#### RECORDS TO USE:
^^^^^^^^
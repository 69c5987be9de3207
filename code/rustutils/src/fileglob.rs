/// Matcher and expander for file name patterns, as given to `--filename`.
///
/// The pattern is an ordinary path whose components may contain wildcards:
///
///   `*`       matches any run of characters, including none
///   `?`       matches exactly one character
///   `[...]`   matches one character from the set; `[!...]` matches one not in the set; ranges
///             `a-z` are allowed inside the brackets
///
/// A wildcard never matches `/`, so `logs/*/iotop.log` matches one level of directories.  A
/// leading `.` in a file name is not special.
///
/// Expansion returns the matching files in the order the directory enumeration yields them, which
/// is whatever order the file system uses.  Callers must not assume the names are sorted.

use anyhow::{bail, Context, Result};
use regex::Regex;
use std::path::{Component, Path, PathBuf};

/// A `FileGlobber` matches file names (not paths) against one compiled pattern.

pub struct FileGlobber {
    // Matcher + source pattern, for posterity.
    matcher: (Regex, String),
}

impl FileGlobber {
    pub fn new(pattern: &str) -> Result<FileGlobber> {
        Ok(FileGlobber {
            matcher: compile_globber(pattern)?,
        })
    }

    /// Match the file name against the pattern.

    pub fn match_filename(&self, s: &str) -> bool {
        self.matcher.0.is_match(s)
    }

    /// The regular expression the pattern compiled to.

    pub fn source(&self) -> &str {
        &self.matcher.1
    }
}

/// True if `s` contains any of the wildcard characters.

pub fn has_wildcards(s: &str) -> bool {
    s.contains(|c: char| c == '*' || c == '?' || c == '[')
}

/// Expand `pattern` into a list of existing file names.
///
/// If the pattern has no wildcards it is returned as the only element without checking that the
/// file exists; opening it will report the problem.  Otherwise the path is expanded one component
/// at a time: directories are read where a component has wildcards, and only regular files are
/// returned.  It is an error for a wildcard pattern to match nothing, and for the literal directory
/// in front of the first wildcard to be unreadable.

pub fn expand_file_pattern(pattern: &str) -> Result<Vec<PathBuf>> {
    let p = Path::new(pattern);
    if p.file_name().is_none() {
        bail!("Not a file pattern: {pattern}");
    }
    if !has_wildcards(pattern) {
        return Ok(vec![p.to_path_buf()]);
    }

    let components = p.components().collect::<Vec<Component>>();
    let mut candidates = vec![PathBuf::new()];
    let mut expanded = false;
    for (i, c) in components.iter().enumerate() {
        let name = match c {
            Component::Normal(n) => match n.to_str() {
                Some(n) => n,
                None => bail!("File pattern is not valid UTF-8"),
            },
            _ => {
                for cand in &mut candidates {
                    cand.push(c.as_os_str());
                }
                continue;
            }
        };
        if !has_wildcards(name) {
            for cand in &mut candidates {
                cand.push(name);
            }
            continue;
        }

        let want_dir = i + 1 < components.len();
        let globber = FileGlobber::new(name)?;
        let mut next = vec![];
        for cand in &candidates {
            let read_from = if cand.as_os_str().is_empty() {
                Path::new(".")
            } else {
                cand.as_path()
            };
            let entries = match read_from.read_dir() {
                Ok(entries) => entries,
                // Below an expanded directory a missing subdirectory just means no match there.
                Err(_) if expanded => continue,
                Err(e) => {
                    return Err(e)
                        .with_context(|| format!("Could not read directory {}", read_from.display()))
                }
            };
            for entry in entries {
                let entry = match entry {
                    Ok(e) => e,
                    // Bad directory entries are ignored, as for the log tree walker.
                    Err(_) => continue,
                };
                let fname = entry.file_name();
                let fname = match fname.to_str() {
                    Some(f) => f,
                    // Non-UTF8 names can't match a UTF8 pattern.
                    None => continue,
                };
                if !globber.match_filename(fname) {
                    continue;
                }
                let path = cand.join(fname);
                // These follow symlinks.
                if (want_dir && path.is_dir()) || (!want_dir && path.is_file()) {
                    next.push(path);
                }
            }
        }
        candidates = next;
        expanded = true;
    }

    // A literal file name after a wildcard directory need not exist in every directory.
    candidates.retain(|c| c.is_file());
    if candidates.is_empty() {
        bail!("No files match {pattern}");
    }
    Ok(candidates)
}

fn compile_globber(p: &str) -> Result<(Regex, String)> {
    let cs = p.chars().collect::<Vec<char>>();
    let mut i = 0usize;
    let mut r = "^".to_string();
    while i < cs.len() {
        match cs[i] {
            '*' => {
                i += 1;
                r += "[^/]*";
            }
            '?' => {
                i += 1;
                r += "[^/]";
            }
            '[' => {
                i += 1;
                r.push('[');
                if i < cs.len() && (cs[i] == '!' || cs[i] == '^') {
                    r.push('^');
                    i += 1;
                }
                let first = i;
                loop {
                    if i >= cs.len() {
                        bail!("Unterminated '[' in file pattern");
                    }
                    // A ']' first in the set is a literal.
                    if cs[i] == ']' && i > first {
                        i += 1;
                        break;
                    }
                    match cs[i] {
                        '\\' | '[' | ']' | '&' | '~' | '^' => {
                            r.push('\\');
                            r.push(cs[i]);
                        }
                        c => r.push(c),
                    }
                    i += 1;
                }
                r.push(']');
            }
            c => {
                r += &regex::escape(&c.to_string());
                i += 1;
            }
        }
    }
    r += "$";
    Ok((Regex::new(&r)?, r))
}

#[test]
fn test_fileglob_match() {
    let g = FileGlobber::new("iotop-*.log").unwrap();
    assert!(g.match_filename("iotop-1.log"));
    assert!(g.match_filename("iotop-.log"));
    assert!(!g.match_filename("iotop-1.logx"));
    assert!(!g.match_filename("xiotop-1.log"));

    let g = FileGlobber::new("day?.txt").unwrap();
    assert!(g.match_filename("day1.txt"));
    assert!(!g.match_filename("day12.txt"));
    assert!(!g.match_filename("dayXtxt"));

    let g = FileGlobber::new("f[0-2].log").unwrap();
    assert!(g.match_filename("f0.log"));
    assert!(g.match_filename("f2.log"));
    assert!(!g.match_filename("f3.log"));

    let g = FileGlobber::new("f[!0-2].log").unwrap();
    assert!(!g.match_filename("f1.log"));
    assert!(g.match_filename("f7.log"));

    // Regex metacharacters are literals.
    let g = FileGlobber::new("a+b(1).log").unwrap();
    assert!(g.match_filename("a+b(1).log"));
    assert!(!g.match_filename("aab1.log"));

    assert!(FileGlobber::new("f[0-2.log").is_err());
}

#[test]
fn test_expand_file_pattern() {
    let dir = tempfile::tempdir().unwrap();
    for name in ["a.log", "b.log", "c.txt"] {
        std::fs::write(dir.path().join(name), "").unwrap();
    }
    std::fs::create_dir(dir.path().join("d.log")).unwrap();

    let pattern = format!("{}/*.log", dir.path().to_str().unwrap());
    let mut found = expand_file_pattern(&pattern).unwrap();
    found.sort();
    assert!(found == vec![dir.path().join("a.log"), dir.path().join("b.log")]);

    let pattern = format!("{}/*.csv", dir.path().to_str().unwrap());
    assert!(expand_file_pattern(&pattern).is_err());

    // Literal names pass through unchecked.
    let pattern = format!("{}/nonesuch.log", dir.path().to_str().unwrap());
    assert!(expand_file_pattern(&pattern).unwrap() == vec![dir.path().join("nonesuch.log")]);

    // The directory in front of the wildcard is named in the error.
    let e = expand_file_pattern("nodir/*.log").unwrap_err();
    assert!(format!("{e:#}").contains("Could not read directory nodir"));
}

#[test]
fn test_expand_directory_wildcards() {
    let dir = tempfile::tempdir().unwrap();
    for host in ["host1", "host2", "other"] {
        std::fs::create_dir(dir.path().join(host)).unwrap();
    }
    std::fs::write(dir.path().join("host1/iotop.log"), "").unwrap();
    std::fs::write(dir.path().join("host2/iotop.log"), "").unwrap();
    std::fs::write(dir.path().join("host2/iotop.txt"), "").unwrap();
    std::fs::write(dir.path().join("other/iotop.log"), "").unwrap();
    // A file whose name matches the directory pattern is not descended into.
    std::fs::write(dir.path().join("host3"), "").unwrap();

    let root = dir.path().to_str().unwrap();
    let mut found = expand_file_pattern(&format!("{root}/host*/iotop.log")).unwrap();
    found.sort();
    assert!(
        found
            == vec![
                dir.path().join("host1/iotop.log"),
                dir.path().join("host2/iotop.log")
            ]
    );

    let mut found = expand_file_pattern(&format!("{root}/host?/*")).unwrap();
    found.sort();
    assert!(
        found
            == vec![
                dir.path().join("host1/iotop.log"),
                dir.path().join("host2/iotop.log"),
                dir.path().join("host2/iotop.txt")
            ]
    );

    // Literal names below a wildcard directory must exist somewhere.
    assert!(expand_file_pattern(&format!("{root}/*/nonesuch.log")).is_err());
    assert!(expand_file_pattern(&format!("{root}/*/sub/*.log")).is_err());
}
^^^^^^^^
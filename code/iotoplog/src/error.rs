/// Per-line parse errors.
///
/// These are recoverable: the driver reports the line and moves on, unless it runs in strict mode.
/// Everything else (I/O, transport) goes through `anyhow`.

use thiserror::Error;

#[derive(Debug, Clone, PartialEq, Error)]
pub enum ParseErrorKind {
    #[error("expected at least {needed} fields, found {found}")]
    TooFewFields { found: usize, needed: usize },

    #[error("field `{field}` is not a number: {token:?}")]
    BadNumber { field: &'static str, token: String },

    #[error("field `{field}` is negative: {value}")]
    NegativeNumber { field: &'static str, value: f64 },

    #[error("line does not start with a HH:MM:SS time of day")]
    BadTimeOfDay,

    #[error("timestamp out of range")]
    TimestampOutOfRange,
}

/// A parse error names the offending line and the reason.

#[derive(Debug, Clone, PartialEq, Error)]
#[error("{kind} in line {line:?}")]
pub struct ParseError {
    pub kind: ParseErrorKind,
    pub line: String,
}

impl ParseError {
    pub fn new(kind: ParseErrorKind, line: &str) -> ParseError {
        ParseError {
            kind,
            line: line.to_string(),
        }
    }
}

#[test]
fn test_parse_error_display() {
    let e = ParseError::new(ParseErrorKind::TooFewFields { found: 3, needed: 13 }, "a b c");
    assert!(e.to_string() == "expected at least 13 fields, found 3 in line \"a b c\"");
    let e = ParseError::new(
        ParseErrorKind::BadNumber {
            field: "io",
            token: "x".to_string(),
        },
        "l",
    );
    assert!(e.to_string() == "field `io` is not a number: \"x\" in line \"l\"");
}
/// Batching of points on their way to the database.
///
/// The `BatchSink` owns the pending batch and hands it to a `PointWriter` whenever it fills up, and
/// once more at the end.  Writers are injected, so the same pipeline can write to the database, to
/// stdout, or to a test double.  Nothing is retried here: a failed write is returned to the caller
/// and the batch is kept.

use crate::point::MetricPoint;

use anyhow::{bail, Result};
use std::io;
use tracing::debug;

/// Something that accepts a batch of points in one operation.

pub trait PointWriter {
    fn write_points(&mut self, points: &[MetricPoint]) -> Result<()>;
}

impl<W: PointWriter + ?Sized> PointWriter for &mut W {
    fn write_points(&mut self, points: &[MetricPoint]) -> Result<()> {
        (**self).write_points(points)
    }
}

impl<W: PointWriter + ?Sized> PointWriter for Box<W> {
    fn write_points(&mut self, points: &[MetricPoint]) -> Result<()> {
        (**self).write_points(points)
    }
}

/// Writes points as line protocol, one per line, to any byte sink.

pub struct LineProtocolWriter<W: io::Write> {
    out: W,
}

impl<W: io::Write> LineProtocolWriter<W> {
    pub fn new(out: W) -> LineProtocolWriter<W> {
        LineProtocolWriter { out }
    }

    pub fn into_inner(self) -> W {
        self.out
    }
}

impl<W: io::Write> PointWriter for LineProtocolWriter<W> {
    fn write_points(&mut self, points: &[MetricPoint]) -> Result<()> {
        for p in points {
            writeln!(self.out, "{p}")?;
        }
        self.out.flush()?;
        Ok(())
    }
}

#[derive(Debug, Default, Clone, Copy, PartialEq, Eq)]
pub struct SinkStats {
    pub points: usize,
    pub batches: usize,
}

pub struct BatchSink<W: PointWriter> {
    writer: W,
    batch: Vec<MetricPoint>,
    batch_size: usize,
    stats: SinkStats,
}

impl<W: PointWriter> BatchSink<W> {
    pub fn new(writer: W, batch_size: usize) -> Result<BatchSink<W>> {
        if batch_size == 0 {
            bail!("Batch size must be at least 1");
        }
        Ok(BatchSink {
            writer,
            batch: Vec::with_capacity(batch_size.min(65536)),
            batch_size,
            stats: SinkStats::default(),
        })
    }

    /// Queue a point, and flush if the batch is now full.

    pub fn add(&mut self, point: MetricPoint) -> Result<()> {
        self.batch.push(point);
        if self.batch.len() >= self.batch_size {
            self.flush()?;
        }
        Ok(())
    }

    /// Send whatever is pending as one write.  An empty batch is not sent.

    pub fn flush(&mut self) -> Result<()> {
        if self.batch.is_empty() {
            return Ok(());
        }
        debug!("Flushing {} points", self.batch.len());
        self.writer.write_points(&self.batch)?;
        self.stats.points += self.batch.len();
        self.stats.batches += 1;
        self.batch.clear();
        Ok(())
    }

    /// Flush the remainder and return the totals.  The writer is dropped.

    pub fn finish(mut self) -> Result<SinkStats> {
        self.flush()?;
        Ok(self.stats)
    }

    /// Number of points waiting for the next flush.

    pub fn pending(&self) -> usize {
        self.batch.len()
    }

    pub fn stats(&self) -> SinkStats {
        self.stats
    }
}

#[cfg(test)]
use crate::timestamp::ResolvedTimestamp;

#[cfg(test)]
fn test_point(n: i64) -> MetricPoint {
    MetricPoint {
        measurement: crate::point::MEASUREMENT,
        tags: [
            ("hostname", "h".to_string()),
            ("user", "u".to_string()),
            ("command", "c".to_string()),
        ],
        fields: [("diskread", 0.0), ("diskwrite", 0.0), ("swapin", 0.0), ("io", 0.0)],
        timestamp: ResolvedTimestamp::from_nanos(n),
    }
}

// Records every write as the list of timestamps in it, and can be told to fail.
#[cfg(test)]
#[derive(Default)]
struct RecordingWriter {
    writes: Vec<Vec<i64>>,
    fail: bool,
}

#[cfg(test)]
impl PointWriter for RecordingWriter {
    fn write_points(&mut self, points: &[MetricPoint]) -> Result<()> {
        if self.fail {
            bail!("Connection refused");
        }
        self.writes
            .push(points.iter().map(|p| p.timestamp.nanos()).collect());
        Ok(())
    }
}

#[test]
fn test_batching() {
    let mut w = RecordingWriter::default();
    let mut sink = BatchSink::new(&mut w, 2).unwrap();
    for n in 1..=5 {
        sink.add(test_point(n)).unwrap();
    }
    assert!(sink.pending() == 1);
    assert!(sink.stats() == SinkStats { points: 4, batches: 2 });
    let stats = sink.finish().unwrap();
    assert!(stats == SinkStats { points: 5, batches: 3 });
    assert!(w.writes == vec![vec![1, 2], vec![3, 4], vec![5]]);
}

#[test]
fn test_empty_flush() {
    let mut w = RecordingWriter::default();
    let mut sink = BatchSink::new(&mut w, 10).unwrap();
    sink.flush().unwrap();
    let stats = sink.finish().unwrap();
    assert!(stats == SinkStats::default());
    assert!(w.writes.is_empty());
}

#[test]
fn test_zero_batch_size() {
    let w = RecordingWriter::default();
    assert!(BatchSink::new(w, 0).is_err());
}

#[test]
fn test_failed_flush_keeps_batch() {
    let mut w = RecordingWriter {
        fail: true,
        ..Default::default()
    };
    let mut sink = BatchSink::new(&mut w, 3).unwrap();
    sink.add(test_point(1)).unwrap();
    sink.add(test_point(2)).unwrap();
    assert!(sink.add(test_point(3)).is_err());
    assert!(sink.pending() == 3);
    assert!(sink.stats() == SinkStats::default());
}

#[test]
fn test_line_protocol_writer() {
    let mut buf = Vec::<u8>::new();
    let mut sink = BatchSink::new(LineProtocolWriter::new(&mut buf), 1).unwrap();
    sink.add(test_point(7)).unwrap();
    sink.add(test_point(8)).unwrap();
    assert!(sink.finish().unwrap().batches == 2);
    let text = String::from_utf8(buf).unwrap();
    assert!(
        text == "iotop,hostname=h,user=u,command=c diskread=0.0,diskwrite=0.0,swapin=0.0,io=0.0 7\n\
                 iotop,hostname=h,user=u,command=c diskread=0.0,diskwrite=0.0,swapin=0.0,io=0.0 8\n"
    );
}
^^^^^^^^
#### BRIEF:
The response should consist of the number of lines in the data that hold the word "files", with nothing added.

#### EXERCISE SOLUTION:
3